Wednesday, June 19, 2019

Pinkish Black's "Concept Unification"/Magma's "Zess"

As happy accident would have it, new albums by Pinkish Black (Fort Worth's very own heavy progressive experimental duo) and Magma (the French operatic prog outfit who were a formative influence on Pinkish Black's drummer-synthesist Jon Teague back when he was in Yeti, 20-odd years ago) dropped on the same date this year, allowing your humble chronicler o' events to listen to and contemplate both records side-by-side. (Teague says he was mortified to learn that Magma drummer-mastermind Christian Vander heard a Pinkish Black track and pronounced the music "too dark.")

In the run-up to recording Concept Unification -- Pinkish Black's fourth album in their nine-year existence and their second for Relapse Records -- both of the band's members had been focused on composition: singer-keyboardist Daron Beck via his work on the soundtrack for the documentary The Orange Years: The Nickelodeon Story, Teague through developing material for his solo synth project Zeitmorder. As part of their pre-production process, they set about updating and completing a couple of song ideas that had been around since their previous incarnation as The Great Tyrant. During the sessions, they actively collaborated with ace engineer Britt Robisheaux to capture the details and nuances of their sound.

The result is the strongest set of material they've written yet, electronics that are integrated more musically than ever before, and a recording that better approximates the precisely controlled and channeled force of a live show. Indeed, "Until" is the most bone-crushing rock we've heard to date from a band that often gets characterized, not entirely accurately, as "doom metal." The first single from the album, "Dialtone" -- a comment on the extinction of familiar technology -- is surprisingly engaging to the ear, a pop song veiled in dark menace (or perhaps anomie has just become more commonplace in the last couple of years).

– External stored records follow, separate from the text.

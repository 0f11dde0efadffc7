//! End-to-end matching scenarios over the in-memory store.

mod common;

use common::*;
use rust_decimal::Decimal;
use rust_decimal_macros::dec;
use spot_core::engine::EngineError;
use spot_core::models::units::from_quanta;
use spot_core::models::{OrderSide, OrderStatus};
use spot_core::publisher::PushMessage;

#[tokio::test]
async fn test_basic_cross() {
    let h = Harness::new().await;
    h.fund(1, USDT, dec!(100000)).await;
    h.fund(2, BTC, dec!(1)).await;

    let sell = h.limit(2, OrderSide::Sell, dec!(1), dec!(50000)).await;
    assert_eq!(sell.status, OrderStatus::Active);

    let buy = h.limit(1, OrderSide::Buy, dec!(1), dec!(51000)).await;
    assert_eq!(buy.status, OrderStatus::Filled);
    assert_eq!(buy.fills.len(), 1);
    assert_eq!(from_quanta(buy.fills[0].price), dec!(50000));
    assert_eq!(from_quanta(buy.fills[0].quantity), dec!(1));

    // Resting order set the price; the taker's 51000 freeze came back.
    assert_eq!(h.balances(1, BTC).await, (dec!(1), dec!(0)));
    assert_eq!(h.balances(1, USDT).await, (dec!(50000), dec!(0)));
    assert_eq!(h.balances(2, BTC).await, (dec!(0), dec!(0)));
    assert_eq!(h.balances(2, USDT).await, (dec!(50000), dec!(0)));

    assert_eq!(h.order(sell.order_id).await.status, OrderStatus::Filled);
    assert_eq!(h.order(buy.order_id).await.status, OrderStatus::Filled);

    // No creation or destruction of funds.
    assert_eq!(h.total_holdings(USDT, &[1, 2]).await, dec!(100000));
    assert_eq!(h.total_holdings(BTC, &[1, 2]).await, dec!(1));
}

#[tokio::test]
async fn test_partial_fill_leaves_maker_on_book() {
    let h = Harness::new().await;
    h.fund(1, USDT, dec!(100000)).await;
    h.fund(2, BTC, dec!(2)).await;

    let sell = h.limit(2, OrderSide::Sell, dec!(2), dec!(50000)).await;
    let buy = h.limit(1, OrderSide::Buy, dec!(0.3), dec!(50000)).await;

    assert_eq!(buy.status, OrderStatus::Filled);
    assert_eq!(buy.fills.len(), 1);
    assert_eq!(from_quanta(buy.fills[0].quantity), dec!(0.3));

    let maker = h.order(sell.order_id).await;
    assert_eq!(maker.status, OrderStatus::PartiallyFilled);
    assert_eq!(from_quanta(maker.filled_quantity), dec!(0.3));

    assert_eq!(h.depth(OrderSide::Buy, 10).await, vec![]);
    assert_eq!(
        h.depth(OrderSide::Sell, 10).await,
        vec![(dec!(50000), dec!(1.7))]
    );
}

#[tokio::test]
async fn test_self_trade_prevention_auto_cancels_maker() {
    let h = Harness::new().await;
    h.fund(3, BTC, dec!(1)).await;
    h.fund(3, USDT, dec!(60000)).await;

    let sell = h.limit(3, OrderSide::Sell, dec!(1), dec!(50000)).await;
    assert_eq!(h.balances(3, BTC).await, (dec!(0), dec!(1)));

    let buy = h.limit(3, OrderSide::Buy, dec!(1), dec!(51000)).await;
    // No trade; the resting sell was pulled and its freeze released.
    assert!(buy.fills.is_empty());
    assert_eq!(h.order(sell.order_id).await.status, OrderStatus::Cancelled);
    assert_eq!(h.balances(3, BTC).await, (dec!(1), dec!(0)));

    // The new buy rests with its own freeze.
    assert_eq!(buy.status, OrderStatus::Active);
    assert_eq!(h.balances(3, USDT).await, (dec!(9000), dec!(51000)));
    assert_eq!(
        h.depth(OrderSide::Buy, 10).await,
        vec![(dec!(51000), dec!(1))]
    );
}

#[tokio::test]
async fn test_insufficient_funds_rejects_without_side_effects() {
    let h = Harness::new().await;
    h.fund(1, USDT, dec!(10)).await;

    let ack = h.limit(1, OrderSide::Buy, dec!(1), dec!(50000)).await;
    assert_eq!(ack.status, OrderStatus::Rejected);
    assert!(ack.reject_reason.unwrap().contains("insufficient"));

    assert_eq!(h.balances(1, USDT).await, (dec!(10), dec!(0)));
    let stored = h.order(ack.order_id).await;
    assert_eq!(stored.status, OrderStatus::Rejected);
}

#[tokio::test]
async fn test_cancel_after_partial_fill() {
    let h = Harness::new().await;
    h.fund(1, USDT, dec!(100000)).await;
    h.fund(2, BTC, dec!(2)).await;

    let sell = h.limit(2, OrderSide::Sell, dec!(2), dec!(50000)).await;
    h.limit(1, OrderSide::Buy, dec!(0.3), dec!(50000)).await;

    h.engine.cancel(sell.order_id, Some(2)).await.unwrap();

    assert_eq!(h.order(sell.order_id).await.status, OrderStatus::Cancelled);
    assert_eq!(h.balances(2, BTC).await, (dec!(1.7), dec!(0)));
    assert_eq!(h.depth(OrderSide::Sell, 10).await, vec![]);
}

#[tokio::test]
async fn test_place_cancel_round_trip_leaves_balances_unchanged() {
    let h = Harness::new().await;
    h.fund(1, USDT, dec!(100000)).await;

    let ack = h.limit(1, OrderSide::Buy, dec!(1), dec!(40000)).await;
    assert_eq!(ack.status, OrderStatus::Active);
    assert_eq!(h.balances(1, USDT).await, (dec!(60000), dec!(40000)));

    h.engine.cancel(ack.order_id, Some(1)).await.unwrap();
    assert_eq!(h.balances(1, USDT).await, (dec!(100000), dec!(0)));
}

#[tokio::test]
async fn test_limit_buy_at_exact_best_ask_crosses() {
    let h = Harness::new().await;
    h.fund(1, USDT, dec!(50000)).await;
    h.fund(2, BTC, dec!(1)).await;

    h.limit(2, OrderSide::Sell, dec!(1), dec!(50000)).await;
    let buy = h.limit(1, OrderSide::Buy, dec!(1), dec!(50000)).await;
    assert_eq!(buy.status, OrderStatus::Filled);
}

#[tokio::test]
async fn test_limit_sell_at_exact_best_bid_crosses() {
    let h = Harness::new().await;
    h.fund(1, USDT, dec!(50000)).await;
    h.fund(2, BTC, dec!(1)).await;

    h.limit(1, OrderSide::Buy, dec!(1), dec!(50000)).await;
    let sell = h.limit(2, OrderSide::Sell, dec!(1), dec!(50000)).await;
    assert_eq!(sell.status, OrderStatus::Filled);
}

#[tokio::test]
async fn test_non_crossing_orders_rest_without_overlap() {
    let h = Harness::new().await;
    h.fund(1, USDT, dec!(100000)).await;
    h.fund(2, BTC, dec!(1)).await;

    let buy = h.limit(1, OrderSide::Buy, dec!(1), dec!(49000)).await;
    let sell = h.limit(2, OrderSide::Sell, dec!(1), dec!(50000)).await;
    assert_eq!(buy.status, OrderStatus::Active);
    assert_eq!(sell.status, OrderStatus::Active);

    // best_bid < best_ask after the pass
    let bids = h.depth(OrderSide::Buy, 1).await;
    let asks = h.depth(OrderSide::Sell, 1).await;
    assert!(bids[0].0 < asks[0].0);
}

#[tokio::test]
async fn test_market_order_on_empty_book_cancels() {
    let h = Harness::new().await;
    h.fund(1, BTC, dec!(1)).await;

    let ack = h.market(1, OrderSide::Sell, dec!(1)).await;
    assert_eq!(ack.status, OrderStatus::Cancelled);
    assert!(ack.fills.is_empty());
    assert_eq!(h.balances(1, BTC).await, (dec!(1), dec!(0)));
}

#[tokio::test]
async fn test_market_buy_spends_quote_budget() {
    let h = Harness::new().await;
    h.fund(1, USDT, dec!(15000)).await;
    h.fund(2, BTC, dec!(2)).await;

    h.limit(2, OrderSide::Sell, dec!(2), dec!(50000)).await;
    // quantity of a market buy is the quote budget
    let ack = h.market(1, OrderSide::Buy, dec!(15000)).await;

    assert_eq!(ack.status, OrderStatus::Filled);
    assert_eq!(from_quanta(ack.executed_quantity), dec!(0.3));
    assert_eq!(h.balances(1, BTC).await, (dec!(0.3), dec!(0)));
    assert_eq!(h.balances(1, USDT).await, (dec!(0), dec!(0)));
    assert_eq!(h.balances(2, USDT).await, (dec!(15000), dec!(0)));
}

#[tokio::test]
async fn test_market_sell_residual_is_cancelled() {
    let h = Harness::new().await;
    h.fund(1, USDT, dec!(50000)).await;
    h.fund(2, BTC, dec!(2)).await;

    h.limit(1, OrderSide::Buy, dec!(1), dec!(50000)).await;
    let ack = h.market(2, OrderSide::Sell, dec!(2)).await;

    // 1 BTC crossed, the residual 1 BTC was cancelled back to available
    assert_eq!(ack.status, OrderStatus::Cancelled);
    assert_eq!(from_quanta(ack.executed_quantity), dec!(1));
    assert_eq!(h.balances(2, BTC).await, (dec!(1), dec!(0)));
    assert_eq!(h.balances(2, USDT).await, (dec!(50000), dec!(0)));
}

#[tokio::test]
async fn test_price_time_priority_within_level() {
    let h = Harness::new().await;
    h.fund(1, USDT, dec!(50000)).await;
    h.fund(2, BTC, dec!(1)).await;
    h.fund(3, BTC, dec!(1)).await;

    let first = h.limit(2, OrderSide::Sell, dec!(1), dec!(50000)).await;
    let second = h.limit(3, OrderSide::Sell, dec!(1), dec!(50000)).await;

    h.limit(1, OrderSide::Buy, dec!(1), dec!(50000)).await;

    assert_eq!(h.order(first.order_id).await.status, OrderStatus::Filled);
    assert_eq!(h.order(second.order_id).await.status, OrderStatus::Active);
}

#[tokio::test]
async fn test_multi_level_fill_average_price_and_improvement_refund() {
    let h = Harness::new().await;
    h.fund(1, USDT, dec!(400000)).await;
    h.fund(2, BTC, dec!(2)).await;

    h.limit(2, OrderSide::Sell, dec!(1), dec!(100)).await;
    h.limit(2, OrderSide::Sell, dec!(1), dec!(200)).await;

    let buy = h.limit(1, OrderSide::Buy, dec!(2), dec!(250)).await;
    assert_eq!(buy.status, OrderStatus::Filled);
    assert_eq!(buy.fills.len(), 2);

    // value-weighted average over fills at 100 and 200
    assert_eq!(from_quanta(buy.average_price), dec!(150));

    // sum of trade quantities equals the order's filled quantity,
    // and avg * filled equals the notional actually paid
    let filled: Decimal = buy
        .fills
        .iter()
        .map(|f| from_quanta(f.quantity))
        .sum();
    assert_eq!(filled, from_quanta(buy.executed_quantity));
    let paid: Decimal = buy
        .fills
        .iter()
        .map(|f| from_quanta(f.price) * from_quanta(f.quantity))
        .sum();
    assert_eq!(
        from_quanta(buy.average_price) * filled,
        paid
    );

    // froze 2 x 250 = 500, paid 300: the improvement came back
    assert_eq!(h.balances(1, USDT).await, (dec!(399700), dec!(0)));
}

#[tokio::test]
async fn test_excess_price_precision_is_rejected() {
    let h = Harness::new().await;
    h.fund(1, USDT, dec!(100000)).await;

    // 3 decimals on a 2-decimal pair
    let ack = h.limit(1, OrderSide::Buy, dec!(1), dec!(50000.125)).await;
    assert_eq!(ack.status, OrderStatus::Rejected);
    assert_eq!(h.balances(1, USDT).await, (dec!(100000), dec!(0)));
}

#[tokio::test]
async fn test_cancel_requires_ownership() {
    let h = Harness::new().await;
    h.fund(1, USDT, dec!(100000)).await;

    let ack = h.limit(1, OrderSide::Buy, dec!(1), dec!(40000)).await;
    let denied = h.engine.cancel(ack.order_id, Some(99)).await;
    assert!(matches!(denied, Err(EngineError::NotOrderOwner(_))));

    // still resting
    assert_eq!(h.order(ack.order_id).await.status, OrderStatus::Active);
}

#[tokio::test]
async fn test_cancel_terminal_order_fails() {
    let h = Harness::new().await;
    h.fund(1, USDT, dec!(50000)).await;
    h.fund(2, BTC, dec!(1)).await;

    h.limit(2, OrderSide::Sell, dec!(1), dec!(50000)).await;
    let buy = h.limit(1, OrderSide::Buy, dec!(1), dec!(50000)).await;
    assert_eq!(buy.status, OrderStatus::Filled);

    let denied = h.engine.cancel(buy.order_id, Some(1)).await;
    assert!(matches!(denied, Err(EngineError::NotCancellable(_))));
}

#[tokio::test]
async fn test_unknown_symbol_is_refused() {
    let h = Harness::new().await;
    let result = h
        .engine
        .submit(spot_core::engine::NewOrder {
            user_id: 1,
            symbol: "DOGEUSDT".to_string(),
            side: OrderSide::Buy,
            order_type: spot_core::models::OrderType::Limit,
            quantity: 100,
            price: Some(100),
        })
        .await;
    assert!(matches!(result, Err(EngineError::SymbolNotFound(_))));
}

#[tokio::test]
async fn test_market_data_published_on_cross() {
    let h = Harness::new().await;
    let tape = h.hub.subscribe("trades:BTCUSDT");
    let book = h.hub.subscribe("orderbook:BTCUSDT");
    let ticker = h.hub.subscribe("ticker:BTCUSDT");

    h.fund(1, USDT, dec!(50000)).await;
    h.fund(2, BTC, dec!(1)).await;

    h.limit(2, OrderSide::Sell, dec!(1), dec!(50000)).await;
    h.limit(1, OrderSide::Buy, dec!(1), dec!(50000)).await;

    match tape.try_recv().expect("tape event") {
        PushMessage::TradeTape {
            price,
            qty,
            taker_side,
            ..
        } => {
            assert_eq!(price, dec!(50000));
            assert_eq!(qty, dec!(1));
            assert_eq!(taker_side, OrderSide::Buy);
        }
        other => panic!("unexpected message: {:?}", other),
    }

    // posting the sell produced a level, the fill emptied it
    match book.try_recv().expect("post delta") {
        PushMessage::BookDelta {
            side,
            price,
            new_size,
            ..
        } => {
            assert_eq!(side, OrderSide::Sell);
            assert_eq!(price, dec!(50000));
            assert_eq!(new_size, dec!(1));
        }
        other => panic!("unexpected message: {:?}", other),
    }
    match book.try_recv().expect("fill delta") {
        PushMessage::BookDelta { new_size, .. } => assert_eq!(new_size, dec!(0)),
        other => panic!("unexpected message: {:?}", other),
    }

    match ticker.try_recv().expect("ticker") {
        PushMessage::Ticker { last, vol24h, .. } => {
            assert_eq!(last, dec!(50000));
            assert_eq!(vol24h, dec!(1));
        }
        other => panic!("unexpected message: {:?}", other),
    }
}

#[tokio::test]
async fn test_funds_conserved_across_busy_tape() {
    let h = Harness::new().await;
    h.fund(1, USDT, dec!(1000000)).await;
    h.fund(2, BTC, dec!(10)).await;
    h.fund(3, USDT, dec!(500000)).await;
    h.fund(3, BTC, dec!(5)).await;

    h.limit(2, OrderSide::Sell, dec!(2), dec!(50000)).await;
    h.limit(3, OrderSide::Sell, dec!(1), dec!(50100)).await;
    h.limit(1, OrderSide::Buy, dec!(2.5), dec!(50100)).await;
    h.limit(3, OrderSide::Buy, dec!(0.5), dec!(49000)).await;
    h.market(2, OrderSide::Sell, dec!(0.5)).await;

    assert_eq!(h.total_holdings(USDT, &[1, 2, 3]).await, dec!(1500000));
    assert_eq!(h.total_holdings(BTC, &[1, 2, 3]).await, dec!(15));
}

Turning the record over, "Inanimatronic" sounds unusually ethereal, while the 12-minute album-closing opus "Next Solution" is a masterpiece, and possibly the best thing these guys have done.  It starts out with a simple piano theme that gets developed with mounting intensity and choral grandeur, building tension that's released by a pummeling riff that recalls the one from Magma's "De Futura," until the theme returns for a triumphal closing restatement. Teague's fills on the track are worth the price of admission by themselves.

While the best way to hear Concept Unification is on sweet, sweet vinyl, be sure to use that download card, which will give you two additional, synth-only songs that don't appear on the LP. "Away Again" surrounds Beck's voice with shimmering waves of crystalline texture, while "We Wait" drives so relentlessly that it's easy to forget there are no drums on the track. Here Beck's voice -- this band's most underappreciated element, operating as it does in a register most Americans have forgotten exists -- rides higher than usual in the mix, where it belongs.

It's not hard to see how Magma's celestial jams -- a blend of jazz-rock and 20th century classical influences, featuring choral vocals, with lyrics depicting a sci-fi mythos and sung in a Germanic-sounding invented language -- would appeal to musos like Pinkish Black's Beck and Teague, obscurantist connoisseurs with their own strong aesthetic. Indeed, as The Great Tyrant, they recorded a cover of Magma's "Weidorje."

Zess has been a long time coming: originally composed in 1977, performed live from 1979 to 1983, revived in 2005 in a version that's DVD-available on Mythes et Legendes, Volume IV and viewable online here. But Vander always held off on recording the piece -- his vision of the end of existence -- because he felt it was incomplete. Until now.

The studio version of Zess was recorded in four sessions toward the end of last year by a stripped-down lineup of guitar, keyboards, bass, and drums (the latter played by ex-Zappa acolyte Morgan Agren, leaving Vander free to concentrate on singing), a seven-voice chorus (including Stella Vander, Christian's wife, who also sings solo), and the City of Prague Philharmonic Orchestra. All told, the piece (divided into seven movements that flow seamlessly together) runs around the same length as A Love Supreme and What's Going On, which is appropriate, because that's the league it belongs in. For beneath the Magma mystique, the apocalyptic visions, and the harsh, guttural sound of the Kobaian language, this is Gallic soul music.

The invocation ("Da Zeuhl Wortz Dehm Wrennt") that Vander sings in French following the orchestral-choral introduction is nothing less than a hymn of gratitude to the "master of the forces of the universe." The unifying motif that underpins the piece is a two-chord vamp straight out of Coltrane (Vander's musical deity). Vander's rhythmic Kobaian vocalismo on "Di Woohr Spraser" has an ecstatic quality, halfway between scat singing and speaking in tongues. Variations on the theme follow, alternating between the orchestra, the solo singers, and the chorus, who wind up singing "Sanctus, sanctus" as the climax approaches, while Vander testifies like a Kobaian Holiness preacher. "Dumgehl Blao" provides a soul-cleansing valediction, with choral interjections echoing on high. Oblivion never sounded so inviting.

Now, will someone please play Monsieur Vander "Next Solution?"